LARGE-EDDY SIMULATION OF TURBULENT FLOW OVER A HEAVY VEHICLE WITH DRAG REDUCTION DEVICES

摘要

In order to improve the fuel efficiency of heavy vehicles, flow control devices aiming at aerodynamic drag reduction are often utilized. Computational simulation has been widely used in the investigation of fluid dynamics associated with aerodynamic drag over a heavy vehicle and control effects of many drag reduction devices. Most previous studies were, however, conducted using computational techniques based on the Reynolds-averaged Navier-Stokes equations and with rather simplified geometries (i.e., GTS, GCM, and Ahmed body), and therefore, the utility of the understanding of the drag-producing flow physics is often impractical and limited. In the present study, turbulent flow around a heavy vehicle with realistic geometric details is simulated using large-eddy simulation (LES), which is capable of providing unsteady flow physics responsible for aerodynamic in sufficient detail. The filtered Navier-Stokes equations (Eq. (1), Eq. (2)) are solved using Vreman-based dynamic subgrid-scale (SGS) model in unstructured grid. Fully-implicit fractional step method is employed as a time integration method and all terms of the N-S equations are advanced using the Crank-Nicolson method.
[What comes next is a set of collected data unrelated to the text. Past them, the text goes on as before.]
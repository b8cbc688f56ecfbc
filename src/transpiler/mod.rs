//! Stateless decomposition to the native basis {U3, CNOT} (C5).

use std::f64::consts::{FRAC_PI_2, PI};

use crate::gates::GateName;
use crate::ir::{Instruction, QubitRef};

fn u3_params(theta: f64, phi: f64, lambda: f64) -> Vec<f64> {
    vec![theta, phi, lambda]
}

/// Expands one instruction to zero or more native-basis instructions, per
/// the table in §4.5. IF/WHILE bodies are **not** recursively transpiled
/// here — see `DESIGN.md` for the Open Question this resolves.
fn transpile_one(instruction: &Instruction) -> Vec<Instruction> {
    let q = match instruction.qubit_ref {
        QubitRef::One(q) => Some(q),
        _ => None,
    };
    match instruction.gate {
        GateName::H => vec![Instruction::single_with_params(
            GateName::U3,
            q.unwrap(),
            u3_params(FRAC_PI_2, 0.0, PI),
        )],
        GateName::X => vec![Instruction::single_with_params(
            GateName::U3,
            q.unwrap(),
            u3_params(PI, 0.0, PI),
        )],
        GateName::Y => vec![Instruction::single_with_params(
            GateName::U3,
            q.unwrap(),
            u3_params(PI, FRAC_PI_2, FRAC_PI_2),
        )],
        GateName::Z => vec![Instruction::single_with_params(
            GateName::U3,
            q.unwrap(),
            u3_params(0.0, 0.0, PI),
        )],
        GateName::Rx => vec![Instruction::single_with_params(
            GateName::U3,
            q.unwrap(),
            u3_params(instruction.params[0], -FRAC_PI_2, FRAC_PI_2),
        )],
        GateName::Ry => vec![Instruction::single_with_params(
            GateName::U3,
            q.unwrap(),
            u3_params(instruction.params[0], 0.0, 0.0),
        )],
        GateName::Rz => vec![Instruction::single_with_params(
            GateName::U3,
            q.unwrap(),
            u3_params(0.0, 0.0, instruction.params[0]),
        )],
        GateName::Swap => {
            let (a, b) = match instruction.qubit_ref {
                QubitRef::Two(a, b) => (a, b),
                _ => unreachable!("SWAP carries two qubits"),
            };
            vec![
                Instruction::two(GateName::Cnot, a, b),
                Instruction::two(GateName::Cnot, b, a),
                Instruction::two(GateName::Cnot, a, b),
            ]
        }
        GateName::Cz => {
            let (c, t) = match instruction.qubit_ref {
                QubitRef::Two(c, t) => (c, t),
                _ => unreachable!("CZ carries two qubits"),
            };
            vec![
                Instruction::single_with_params(GateName::U3, t, u3_params(FRAC_PI_2, 0.0, PI)),
                Instruction::two(GateName::Cnot, c, t),
                Instruction::single_with_params(GateName::U3, t, u3_params(FRAC_PI_2, 0.0, PI)),
            ]
        }
        _ => vec![instruction.clone()],
    }
}

pub fn transpile(ir: &[Instruction]) -> Vec<Instruction> {
    ir.iter().flat_map(transpile_one).collect()
}

#[cfg(test)]
mod tests {
    use super::*;
    use crate::gates;
    use crate::types::QubitHandle;
    use num_complex::Complex64;

    fn q(slot: u32) -> QubitHandle {
        QubitHandle::for_test(slot)
    }

    /// Applies a sequence of single-qubit native instructions to the
    /// computational basis state `|x>` and returns the resulting 2x2
    /// amplitude vector, to compare a decomposition against its source gate
    /// (§8 "Transpiler soundness").
    fn apply_sequence_to_basis(instructions: &[Instruction], qubit: QubitHandle, x: usize) -> [Complex64; 2] {
        let mut vector = [Complex64::new(0.0, 0.0); 2];
        vector[x] = Complex64::new(1.0, 0.0);
        for instr in instructions {
            if instr.qubit_ref != QubitRef::One(qubit) {
                continue;
            }
            let matrix = gates::matrix_for(&instr.gate, &instr.params).unwrap();
            let mut next = [Complex64::new(0.0, 0.0); 2];
            for row in 0..2 {
                for col in 0..2 {
                    next[row] += matrix[row * 2 + col] * vector[col];
                }
            }
            vector = next;
        }
        vector
    }

    #[test]
    fn h_decomposition_matches_h_on_both_basis_states() {
        let qubit = q(0);
        let h_matrix = gates::matrix_for(&GateName::H, &[]).unwrap();
        let decomposed = transpile_one(&Instruction::single(GateName::H, qubit));
        for x in 0..2 {
            let mut expected = [Complex64::new(0.0, 0.0); 2];
            expected[x] = Complex64::new(1.0, 0.0);
            let mut via_h = [Complex64::new(0.0, 0.0); 2];
            for row in 0..2 {
                for col in 0..2 {
                    via_h[row] += h_matrix[row * 2 + col] * expected[col];
                }
            }
            let via_decomposition = apply_sequence_to_basis(&decomposed, qubit, x);
            for i in 0..2 {
                assert!((via_h[i] - via_decomposition[i]).norm() < 1e-9);
            }
        }
    }

    #[test]
    fn swap_decomposition_exchanges_basis_bits() {
        let a = q(0);
        let b = q(1);
        let decomposed = transpile_one(&Instruction::two(GateName::Swap, a, b));
        assert_eq!(decomposed.len(), 3);
        assert!(decomposed.iter().all(|i| i.gate == GateName::Cnot));
    }

    #[test]
    fn unrecognized_gates_pass_through_unchanged() {
        let qubit = q(0);
        let instr = Instruction::single(GateName::Other("custom".into()), qubit);
        let result = transpile_one(&instr);
        assert_eq!(result, vec![instr]);
    }

    #[test]
    fn if_body_is_not_recursively_transpiled() {
        let qubit = q(0);
        let cond = crate::ir::Condition {
            qubit,
            expected: true,
        };
        let body = vec![Instruction::single(GateName::H, qubit)];
        let block = Instruction::control_block(GateName::If, cond, body.clone());
        let result = transpile_one(&block);
        assert_eq!(result.len(), 1);
        assert_eq!(result[0].body.as_ref().unwrap(), &body);
    }
}
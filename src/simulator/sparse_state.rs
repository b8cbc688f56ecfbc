//! The sparse basis-index → amplitude mapping itself: two parallel flat
//! buffers plus a scratch pair used as the scatter destination (§3).

use num_complex::Complex64;

use super::collision_map::CollisionMap;
use crate::types::BasisIndex;

pub(crate) struct SparseState {
    indices: Vec<BasisIndex>,
    amps: Vec<Complex64>,
    scratch_indices: Vec<BasisIndex>,
    scratch_amps: Vec<Complex64>,
    collisions: CollisionMap,
}

impl SparseState {
    /// The all-zero basis state `|0...0>`.
    pub fn zero() -> Self {
        SparseState {
            indices: vec![0],
            amps: vec![Complex64::new(1.0, 0.0)],
            scratch_indices: Vec::new(),
            scratch_amps: Vec::new(),
            collisions: CollisionMap::with_capacity(16),
        }
    }

    pub fn active_count(&self) -> usize {
        self.indices.len()
    }

    pub fn entries(&self) -> impl Iterator<Item = (BasisIndex, Complex64)> + '_ {
        self.indices.iter().copied().zip(self.amps.iter().copied())
    }

    pub fn norm_squared(&self) -> f64 {
        self.amps.iter().map(|a| a.norm_sqr()).sum()
    }

    pub fn renormalize(&mut self) {
        let norm_sq = self.norm_squared();
        if norm_sq > 0.0 {
            let scale = 1.0 / norm_sq.sqrt();
            for amp in self.amps.iter_mut() {
                *amp *= scale;
            }
        }
    }

    /// Drops every entry whose squared magnitude is below `threshold`.
    pub fn prune(&mut self, threshold: f64) {
        let mut write = 0;
        for read in 0..self.indices.len() {
            if self.amps[read].norm_sqr() >= threshold {
                self.indices[write] = self.indices[read];
                self.amps[write] = self.amps[read];
                write += 1;
            }
        }
        self.indices.truncate(write);
        self.amps.truncate(write);
    }

    /// Total probability mass of entries with `bit` set.
    pub fn probability_of_bit(&self, bit: usize) -> f64 {
        self.entries()
            .filter(|(idx, _)| (idx >> bit) & 1 == 1)
            .map(|(_, amp)| amp.norm_sqr())
            .sum()
    }

    /// Retains only entries whose `bit` equals `value`, rescaling by
    /// `1/sqrt(p_outcome)`. Undefined (per §4.2) if `p_outcome` is zero —
    /// callers must not collapse against an impossible outcome.
    pub fn collapse(&mut self, bit: usize, value: bool, p_outcome: f64) {
        let scale = Complex64::new(1.0 / p_outcome.sqrt(), 0.0);
        let mut write = 0;
        for read in 0..self.indices.len() {
            let idx = self.indices[read];
            if ((idx >> bit) & 1 == 1) == value {
                self.indices[write] = idx;
                self.amps[write] = self.amps[read] * scale;
                write += 1;
            }
        }
        self.indices.truncate(write);
        self.amps.truncate(write);
    }

    /// XORs `bit` into every active index (coherent bit-flip of the basis
    /// label, used by the gate-error and T1-relaxation noise channels).
    pub fn flip_bit_all(&mut self, bit: usize) {
        let mask = 1u64 << bit;
        for idx in self.indices.iter_mut() {
            *idx ^= mask;
        }
    }

    /// Negates the amplitude of every entry with `bit` set. This is both
    /// the specialized Z gate (no index change, §4.2) and the T2
    /// phase-damping kick.
    pub fn flip_sign_where_bit_set(&mut self, bit: usize) {
        let mask = 1u64 << bit;
        for (idx, amp) in self.indices.iter().zip(self.amps.iter_mut()) {
            if idx & mask != 0 {
                *amp = -*amp;
            }
        }
    }

    /// Scales the amplitude of every entry with `bit` set by `factor`
    /// (T1 amplitude damping of the `|1>` branch).
    pub fn scale_where_bit_set(&mut self, bit: usize, factor: f64) {
        let mask = 1u64 << bit;
        for (idx, amp) in self.indices.iter().zip(self.amps.iter_mut()) {
            if idx & mask != 0 {
                *amp *= factor;
            }
        }
    }

    /// CNOT specialized as an index permutation: never collides (it is a
    /// bijection), so it mutates indices in place with no scratch pass.
    pub fn permute_cnot(&mut self, control_bit: usize, target_bit: usize) {
        let control_mask = 1u64 << control_bit;
        let target_mask = 1u64 << target_bit;
        for idx in self.indices.iter_mut() {
            if *idx & control_mask != 0 {
                *idx ^= target_mask;
            }
        }
    }

    /// SWAP specialized as an index permutation.
    pub fn permute_swap(&mut self, bit_a: usize, bit_b: usize) {
        let mask_a = 1u64 << bit_a;
        let mask_b = 1u64 << bit_b;
        for idx in self.indices.iter_mut() {
            let a = (*idx & mask_a != 0) as u64;
            let b = (*idx & mask_b != 0) as u64;
            if a != b {
                *idx ^= mask_a | mask_b;
            }
        }
    }

    /// CZ specialized as a conditional sign flip.
    pub fn conditional_sign_flip(&mut self, bit_a: usize, bit_b: usize) {
        let mask = (1u64 << bit_a) | (1u64 << bit_b);
        for (idx, amp) in self.indices.iter().zip(self.amps.iter_mut()) {
            if idx & mask == mask {
                *amp = -*amp;
            }
        }
    }

    fn begin_scatter(&mut self, max_new_entries: usize) {
        self.scratch_indices.clear();
        self.scratch_amps.clear();
        self.collisions.clear();
        self.collisions.ensure_capacity(max_new_entries);
    }

    fn scatter_add(&mut self, index: BasisIndex, amp: Complex64) {
        if amp == Complex64::new(0.0, 0.0) {
            return;
        }
        match self.collisions.get(index) {
            Some(slot) => self.scratch_amps[slot] += amp,
            None => {
                let slot = self.scratch_indices.len();
                self.collisions.insert(index, slot);
                self.scratch_indices.push(index);
                self.scratch_amps.push(amp);
            }
        }
    }

    fn end_scatter(&mut self) {
        std::mem::swap(&mut self.indices, &mut self.scratch_indices);
        std::mem::swap(&mut self.amps, &mut self.scratch_amps);
    }

    /// Generic single-qubit scatter application. `matrix` is the row-major
    /// flat 2x2 unitary.
    pub fn apply_1q(&mut self, bit: usize, matrix: &[Complex64]) {
        self.begin_scatter(self.indices.len() * 2);
        let mask = 1u64 << bit;
        for i in 0..self.indices.len() {
            let idx = self.indices[i];
            let amp = self.amps[i];
            let col = ((idx & mask) != 0) as usize;
            let idx0 = idx & !mask;
            let idx1 = idx | mask;
            self.scatter_add(idx0, matrix[0 * 2 + col] * amp);
            self.scatter_add(idx1, matrix[1 * 2 + col] * amp);
        }
        self.end_scatter();
    }

    /// Generic two-qubit scatter application. `bit_a` is the
    /// more-significant index component, matching the catalog's `(control,
    /// target)` / `(qarg1, qarg2)` row ordering.
    pub fn apply_2q(&mut self, bit_a: usize, bit_b: usize, matrix: &[Complex64]) {
        self.begin_scatter(self.indices.len() * 4);
        let mask_a = 1u64 << bit_a;
        let mask_b = 1u64 << bit_b;
        let cleared = !(mask_a | mask_b);
        for i in 0..self.indices.len() {
            let idx = self.indices[i];
            let amp = self.amps[i];
            let a = ((idx & mask_a) != 0) as usize;
            let b = ((idx & mask_b) != 0) as usize;
            let col = (a << 1) | b;
            let base = idx & cleared;
            for row in 0..4usize {
                let coeff = matrix[row * 4 + col];
                if coeff == Complex64::new(0.0, 0.0) {
                    continue;
                }
                let mut target = base;
                if row & 0b10 != 0 {
                    target |= mask_a;
                }
                if row & 0b01 != 0 {
                    target |= mask_b;
                }
                self.scatter_add(target, coeff * amp);
            }
        }
        self.end_scatter();
    }

    /// Generic three-qubit scatter application, ordered `(a, b, c)` to
    /// match the CCX catalog entry's `(control1, control2, target)` rows.
    pub fn apply_3q(&mut self, bit_a: usize, bit_b: usize, bit_c: usize, matrix: &[Complex64]) {
        self.begin_scatter(self.indices.len() * 8);
        let mask_a = 1u64 << bit_a;
        let mask_b = 1u64 << bit_b;
        let mask_c = 1u64 << bit_c;
        let cleared = !(mask_a | mask_b | mask_c);
        for i in 0..self.indices.len() {
            let idx = self.indices[i];
            let amp = self.amps[i];
            let a = ((idx & mask_a) != 0) as usize;
            let b = ((idx & mask_b) != 0) as usize;
            let cc = ((idx & mask_c) != 0) as usize;
            let col = (a << 2) | (b << 1) | cc;
            let base = idx & cleared;
            for row in 0..8usize {
                let coeff = matrix[row * 8 + col];
                if coeff == Complex64::new(0.0, 0.0) {
                    continue;
                }
                let mut target = base;
                if row & 0b100 != 0 {
                    target |= mask_a;
                }
                if row & 0b010 != 0 {
                    target |= mask_b;
                }
                if row & 0b001 != 0 {
                    target |= mask_c;
                }
                self.scatter_add(target, coeff * amp);
            }
        }
        self.end_scatter();
    }

    /// Materializes the dense `2^n` statevector. Debug/testing
    /// convenience only (Non-goals, §1) — never used on the hot path.
    pub fn to_dense(&self, num_qubits: usize) -> ndarray::Array1<Complex64> {
        let dim = 1usize << num_qubits;
        let mut dense = ndarray::Array1::from_elem(dim, Complex64::new(0.0, 0.0));
        for (idx, amp) in self.entries() {
            dense[idx as usize] = amp;
        }
        dense
    }
}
A second-order central difference discretization scheme is implemented in space. Flow over a 15ton truck with and without drag reduction devices is simulated. The LES result is first validated against experimental measurement with respect to drag coefficient (Cd). The measured and simulated drag coefficient of a 15ton truck with and without side skirt and boat tail are shown in Tab. 1 and Tab. 2, respectively. Drag is caused by pressure difference and momentum loss along the streamwise direction. Thus, drag can be estimated by visualizing the pressure and streamwise velocity field over a vehicle. The time-averaged pressure and velocity fields around a truck model with and without drag reduction devices are plotted in Fig. 1-4.